Je finis par me demander : qu’y a-t-il de romain dans l’Empire de Rome ? A Lugdunum/Lyon, l’historien Amable Audin remarque que les épitaphes comportent dix-neuf pour cent de noms grecs au Ier siècle, vingt-quatre pour cent dans la première moitié du IIème siècle, trente pour cent dans la seconde moitié du même siècle, et dix-huit pour cent au IIIème siècle. Cette population grecque exponentielle est composée des esclaves et des affranchis des riches notables romains locaux. La chute du pourcentage au IIIème ne signifie pas que cet accroissement de population grecque cesse, il découle simplement de la latinisation des noms des nouveaux esclaves et affranchis d’origine grecque.
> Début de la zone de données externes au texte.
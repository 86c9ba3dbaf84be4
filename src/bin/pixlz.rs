use std::fs::File;
use std::io::{self, BufWriter, Read, Write};
use std::path::PathBuf;
use std::process::ExitCode;

use clap::{Parser, ValueEnum};
use pixlz::{observer_fn, verify_round_trip, CompressConfig, Compressor, MatchStrategy, Progress};
use tracing::info;
use tracing_subscriber::EnvFilter;

#[derive(Parser, Debug)]
#[command(name = "pixlz")]
#[command(about = "LZ77-compress a flattened pixel symbol stream")]
#[command(version)]
struct Args {
    /// Input file of raw symbols, one byte each (use - for stdin)
    #[arg(short, long)]
    input: PathBuf,

    /// Write the token sequence as JSON (use - for stdout)
    #[arg(short, long)]
    output: Option<PathBuf>,

    /// Sliding window size in symbols
    #[arg(short = 'w', long, default_value = "255")]
    window: usize,

    /// Lookahead buffer size (longest match considered)
    #[arg(short = 'b', long, default_value = "255")]
    buffer: usize,

    /// Match search strategy
    #[arg(long, value_enum, default_value = "brute-force")]
    strategy: Strategy,

    /// Replay the tokens and check they reproduce the input
    #[arg(long)]
    verify: bool,

    /// Log progress every N tokens
    #[arg(long, value_name = "N")]
    progress_every: Option<usize>,

    /// Show verbose statistics
    #[arg(short, long)]
    verbose: bool,
}

#[derive(Clone, Copy, Debug, ValueEnum)]
enum Strategy {
    BruteForce,
    HashChain,
}

impl From<Strategy> for MatchStrategy {
    fn from(strategy: Strategy) -> Self {
        match strategy {
            Strategy::BruteForce => MatchStrategy::BruteForce,
            Strategy::HashChain => MatchStrategy::HashChain,
        }
    }
}

const EXIT_ERROR: u8 = 2;

fn main() -> ExitCode {
    let args = Args::parse();
    init_logging(default_log_level(&args));

    match run(&args) {
        Ok(()) => ExitCode::SUCCESS,
        Err(e) => {
            eprintln!("Error: {}", e);
            ExitCode::from(EXIT_ERROR)
        }
    }
}

/// `info` when verbose output or progress events were asked for
fn default_log_level(args: &Args) -> &'static str {
    if args.verbose || args.progress_every.is_some_and(|n| n > 0) {
        "info"
    } else {
        "warn"
    }
}

fn init_logging(default: &str) {
    tracing_subscriber::fmt()
        .with_env_filter(
            EnvFilter::try_from_default_env().unwrap_or_else(|_| EnvFilter::new(default)),
        )
        .with_writer(io::stderr)
        .with_target(false)
        .init();
}

fn run(args: &Args) -> Result<(), Box<dyn std::error::Error>> {
    let config = CompressConfig {
        window_size: args.window,
        buffer_size: args.buffer,
        strategy: args.strategy.into(),
    };
    let compressor = Compressor::new(config)?;

    let mut symbols = Vec::new();
    if args.input.to_str() == Some("-") {
        io::stdin().lock().read_to_end(&mut symbols)?;
    } else {
        File::open(&args.input)?.read_to_end(&mut symbols)?;
    }

    let every = args.progress_every.filter(|&n| n > 0);
    let mut observer = observer_fn(|p: &Progress<'_, u8>| {
        if let Some(n) = every {
            if p.tokens.len() % n == 0 {
                info!(
                    tokens = p.tokens.len(),
                    symbols = p.reconstructed.len(),
                    total = p.total,
                    "{:.1}% compressed",
                    p.fraction() * 100.0
                );
            }
        }
        Ok(())
    });

    let start = std::time::Instant::now();
    let outcome = compressor.compress_observed(&symbols, &mut observer, None);
    let elapsed = start.elapsed();

    if args.verify {
        verify_round_trip(&symbols, &outcome.tokens)?;
        if args.verbose {
            eprintln!("Round-trip verified");
        }
    }

    if let Some(path) = &args.output {
        let mut writer: Box<dyn Write> = if path.to_str() == Some("-") {
            Box::new(io::stdout().lock())
        } else {
            Box::new(BufWriter::new(File::create(path)?))
        };
        serde_json::to_writer_pretty(&mut writer, &outcome.tokens)?;
        writeln!(writer)?;
        writer.flush()?;
    }

    if args.verbose {
        let stats = outcome.stats();
        let config = compressor.config();
        eprintln!("Compression complete:");
        eprintln!("  Window size:      {}", config.window_size);
        eprintln!("  Buffer size:      {}", config.buffer_size);
        eprintln!("  Strategy:         {:?}", config.strategy);
        eprintln!("  Original size:    {} bytes", stats.original_size());
        eprintln!("  Compressed size:  {} bytes", stats.compressed_size());
        eprintln!("  Ratio:            {:.3}", stats.ratio());
        eprintln!("  Tokens:           {}", stats.tokens);
        eprintln!("  Literal tokens:   {}", stats.literal_tokens);
        eprintln!("  Match tokens:     {}", stats.match_tokens);
        eprintln!("  Matched symbols:  {}", stats.matched_symbols);
        eprintln!("  Time:             {:.2?}", elapsed);
    }

    Ok(())
}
Autrement dit, on présente Lugdunum/Lyon comme une cité romaine, mais dans les faits elle est habitée par un tiers de Grecs, tandis que les deux autres tiers comptent un gros pourcentage de Celtes/Gaulois et une petite minorité de Romains de Rome. Que dire de Lutèce/Paris ? Que dire de Rotomagus/Rouen ? Que dire de toutes les autres cités soi-disant "romaines" d’Europe occidentale ? Le constat est le même. Les cadres sont certes Romains, mais la population majoritaire est gauloise ou germanique, et elle se laisse former par les immigrés chrétiens en provenance de l’aire hellénophone profitant du libre marché romain. L’enveloppe charnelle est bien romaine, mais les viscères sont celtes/gauloises, et l’âme que j’ai qualifiée de "romaine" à la fin de mon alinéa sur Paris, est en réalité grecque, les Romains n’ont été que des passeurs de cette âme.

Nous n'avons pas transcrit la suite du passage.